# Treiber für Asus Tiger 3in1 TV Karte



## Arkogei (3. Januar 2010)

*Treiber für Asus Tiger 3in1 TV Karte*

Nachdem ich meinen neuen Computer selbst zusammengebaut habe (mein allererster) und sogar (fast) alles auf Anhieb geklappt hat, musste natürlich irgendetwas nicht gehen (sonst wärs ja langweilig). Das besagte Teil ist die TV Karte Asus Tiger 3in1 die ich noch von meinem Lidl Komplett PC habe. Die Treiber die ich auf CD hab funktionieren auf Windows 7 Home Premium 64 bit nicht und andere Treiber habe ich im Internet nicht gefunden.
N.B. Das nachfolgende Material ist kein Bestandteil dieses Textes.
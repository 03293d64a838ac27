use std::fs;
use std::path::PathBuf;
use std::time::Instant;

use anyhow::Result;
use clap::Parser;
use log::*;

use scsi_testrunner::{Scenario, TestResult, run_scenario};
use wdscsi_core::host::config::Config;

#[derive(Parser)]
struct Args {
    /// Scenario JSON file
    scenario: PathBuf,

    /// Replaces the scenario's adapter configuration
    #[arg(long)]
    config: Option<PathBuf>,

    /// Setup string applied on top of the configuration, e.g. "nosync:0,level2:1"
    #[arg(long)]
    setup: Option<String>,

    /// Writes the report here instead of stdout
    #[arg(short, long)]
    output: Option<PathBuf>,
}

fn main() -> Result<()> {
    env_logger::Builder::from_default_env()
        .filter_level(log::LevelFilter::Info)
        .init();
    let args = Args::parse();

    let mut scenario = Scenario::from_file(&args.scenario)?;
    if let Some(path) = args.config.as_deref() {
        scenario.config = Config::from_file(path)?;
    }
    if let Some(setup) = args.setup.as_deref() {
        scenario.config.apply_setup(setup)?;
    }
    debug!("Configuration: {:?}", scenario.config);

    let start_time = Instant::now();
    let report = run_scenario(&scenario);
    info!(
        "{}: {:?} after {} interrupts in {:?}",
        report.name,
        report.result,
        report.interrupts,
        Instant::now() - start_time
    );

    let json = serde_json::to_string_pretty(&report)?;
    match args.output {
        Some(path) => fs::write(path, json)?,
        None => println!("{}", json),
    }

    match report.result {
        TestResult::Pass => Ok(()),
        TestResult::Inconclusive => std::process::exit(2),
        TestResult::Failed(_) => std::process::exit(1),
    }
}
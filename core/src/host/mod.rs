//! WD33C93 host adapter
//!
//! [`Wd33c93`] owns the chip, the DMA engine and every command between
//! submission and completion. All state lives behind one mutex, shared by
//! the submitting side ([`Wd33c93::submit`], [`Wd33c93::abort`],
//! [`Wd33c93::reset`]) and the interrupt side ([`Wd33c93::interrupt`]).
//! Completion callbacks run after the mutex is released.

pub mod config;
pub mod dma;
pub mod snapshot;

mod dispatch;
mod queue;
mod recovery;
mod select;
mod transfer;

#[cfg(test)]
mod tests;

use std::collections::{BTreeMap, VecDeque};
use std::sync::{Mutex, PoisonError};

use log::*;
use serde::{Deserialize, Serialize};

use crate::chip::{DmaMode, WdBus};
use crate::error::ScsiError;
use crate::scsi::command::{Command, CommandArena, CommandId, HostStatus};
use crate::scsi::message::{MessageIn, MessageOut};
use crate::scsi::sync::SyncTable;
use crate::scsi::target::TargetState;
use crate::scsi::MAX_TARGETS;

use config::Config;
use dma::DmaEngine;
use snapshot::HostSnapshot;

/// Selection timeout register value
pub const TIMEOUT_PERIOD_VALUE: u8 = 20;

/// Where the adapter is in the bus protocol
#[derive(Debug, Clone, Copy, PartialEq, Eq, Serialize, Deserialize, strum::IntoStaticStr)]
pub enum HostPhase {
    Unconnected,
    /// Plain selection in progress
    Selecting,
    Connected,
    /// The chip is sequencing a combination command on its own
    RunningLevel2,
    /// COMMAND COMPLETE received, bus free expected
    PreCompleteDisconnect,
    /// DISCONNECT received, bus free expected
    PreTempDisconnect,
}

/// Chip revision, as detected at reset
#[derive(Debug, Clone, Copy, PartialEq, Eq, Serialize, Deserialize, strum::IntoStaticStr)]
pub enum ChipVariant {
    Wd33c93,
    Wd33c93A,
    Wd33c93B,
    Unknown,
}

#[derive(Debug, Clone, Copy, PartialEq, Eq, Serialize, Deserialize)]
pub enum AbortResult {
    /// Removed and completed as aborted
    Aborted,
    /// Disconnected or mid-selection, cannot be cancelled now
    RetryLater,
    NotFound,
}

/// Outcome of a full reset
#[derive(Debug)]
pub struct ResetReport {
    /// Commands dropped by the reset, not completed
    pub discarded: Vec<Command>,
    /// Chip revision detected after the reset
    pub chip: Result<ChipVariant, ScsiError>,
}

pub(crate) struct HostState<B: WdBus, D: DmaEngine> {
    bus: B,
    dma: D,
    config: Config,
    sync_table: SyncTable,

    chip: ChipVariant,
    microcode: u8,
    /// Fast SCSI in use, config permitting and B part detected
    fast: bool,
    /// Default period rounded to the table
    default_period: u32,

    phase: HostPhase,
    commands: CommandArena,
    input: VecDeque<CommandId>,
    selecting: Option<CommandId>,
    connected: Option<CommandId>,
    disconnected: BTreeMap<(u8, u8), CommandId>,
    targets: [TargetState; MAX_TARGETS],

    msg_out: MessageOut,
    msg_in: MessageIn,
    dma_running: bool,

    /// Commands that left the adapter, to be handed back once unlocked
    done: Vec<(Command, HostStatus)>,
}

impl<B: WdBus, D: DmaEngine> HostState<B, D> {
    fn new(bus: B, dma: D, config: Config) -> Self {
        let sync_table = SyncTable::new(config.clock_mhz);
        let default_period = sync_table.rounded(config.default_period_ns);
        let async_xfer = sync_table.async_xfer(default_period);
        Self {
            bus,
            dma,
            sync_table,
            chip: ChipVariant::Unknown,
            microcode: 0,
            fast: config.fast,
            default_period,
            phase: HostPhase::Unconnected,
            commands: CommandArena::default(),
            input: VecDeque::new(),
            selecting: None,
            connected: None,
            disconnected: BTreeMap::new(),
            targets: [TargetState::new(async_xfer); MAX_TARGETS],
            msg_out: MessageOut::default(),
            msg_in: MessageIn::default(),
            dma_running: false,
            done: vec![],
            config,
        }
    }

    fn dma_mode(&self) -> DmaMode {
        if self.config.burst {
            DmaMode::Burst
        } else {
            DmaMode::Dma
        }
    }

    /// Drops message bytes left over from the command that just left the bus
    fn clear_messages(&mut self) {
        self.msg_in.reset();
        self.msg_out.clear();
    }

    /// Takes a command off the adapter, frees its LUN and queues it for completion
    fn finish(&mut self, id: CommandId, status: HostStatus) {
        let Some(cmd) = self.commands.remove(id) else {
            warn!("Completing unknown command {}", id);
            return;
        };
        self.targets[cmd.target() as usize].clear_busy(cmd.lun());
        debug!(
            "{} {}.{} done: {:?} status {:02X}",
            id,
            cmd.target(),
            cmd.lun(),
            status,
            cmd.status()
        );
        self.done.push((cmd, status));
    }
}

/// WD33C93 host adapter driving bus `B` with DMA engine `D`
pub struct Wd33c93<B: WdBus, D: DmaEngine> {
    state: Mutex<HostState<B, D>>,
}

impl<B: WdBus, D: DmaEngine> Wd33c93<B, D> {
    /// Resets the chip and sets up an idle adapter
    pub fn new(bus: B, dma: D, config: Config) -> Result<Self, ScsiError> {
        let mut state = HostState::new(bus, dma, config);
        let chip = state.reset_chip()?;
        info!(
            "{:?} microcode {:02X}, sync period {} ns{}",
            chip,
            state.microcode,
            state.default_period,
            if state.fast { ", fast SCSI" } else { "" }
        );
        Ok(Self {
            state: Mutex::new(state),
        })
    }

    /// Runs `f` under the lock, then delivers any completions it produced
    fn locked<R>(&self, f: impl FnOnce(&mut HostState<B, D>) -> R) -> R {
        let (result, done) = {
            let mut state = self.state.lock().unwrap_or_else(PoisonError::into_inner);
            let result = f(&mut state);
            (result, std::mem::take(&mut state.done))
        };
        for (cmd, status) in done {
            cmd.complete(status);
        }
        result
    }

    /// Queues a command and starts it if the bus is free
    pub fn submit(&self, cmd: Command) -> CommandId {
        self.locked(|s| s.queue_command(cmd))
    }

    /// Services one chip interrupt. Returns `false` if the chip had nothing
    /// pending (or was still busy).
    pub fn interrupt(&self) -> Result<bool, ScsiError> {
        self.locked(|s| s.handle_interrupt())
    }

    /// Resets the bus and the chip, dropping every command
    pub fn reset(&self) -> ResetReport {
        self.locked(|s| s.reset_host())
    }

    pub fn abort(&self, id: CommandId) -> AbortResult {
        self.locked(|s| s.abort(id))
    }

    pub fn snapshot(&self) -> HostSnapshot {
        self.locked(|s| s.snapshot())
    }

    pub fn chip(&self) -> ChipVariant {
        self.locked(|s| s.chip)
    }

    pub fn microcode(&self) -> u8 {
        self.locked(|s| s.microcode)
    }

    /// Direct access to the chip, e.g. to script a simulated one
    pub fn with_bus<R>(&self, f: impl FnOnce(&mut B) -> R) -> R {
        self.locked(|s| f(&mut s.bus))
    }

    pub fn with_dma<R>(&self, f: impl FnOnce(&mut D) -> R) -> R {
        self.locked(|s| f(&mut s.dma))
    }
}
Weiß da irgendjemand wo es die Treiber im Internet gibt ? Als Fernsehsoftware benutze ich TV Enhance.


----------



## Infin1ty (3. Januar 2010)

*AW: Treiber für Asus Tiger 3in1 TV Karte*

Glaube nicht, dass es für das Teil Win7 Treiber gibt. Auf der Asus Treiber
Downloadseite gibt es die TV-Karte leider nicht.


----------



## Arkogei (3. Januar 2010)

*AW: Treiber für Asus Tiger 3in1 TV Karte*



Infin1ty schrieb:


> Glaube nicht, dass es für das Teil Win7 Treiber gibt. Auf der Asus Treiber
> Downloadseite gibt es die TV-Karte leider nicht.



Kann man die nicht irgendwie im Vista Modus starten? Von der CD auf jeden Fall nicht, da gibts nicht mal eine setup oder .exe Datei.


----------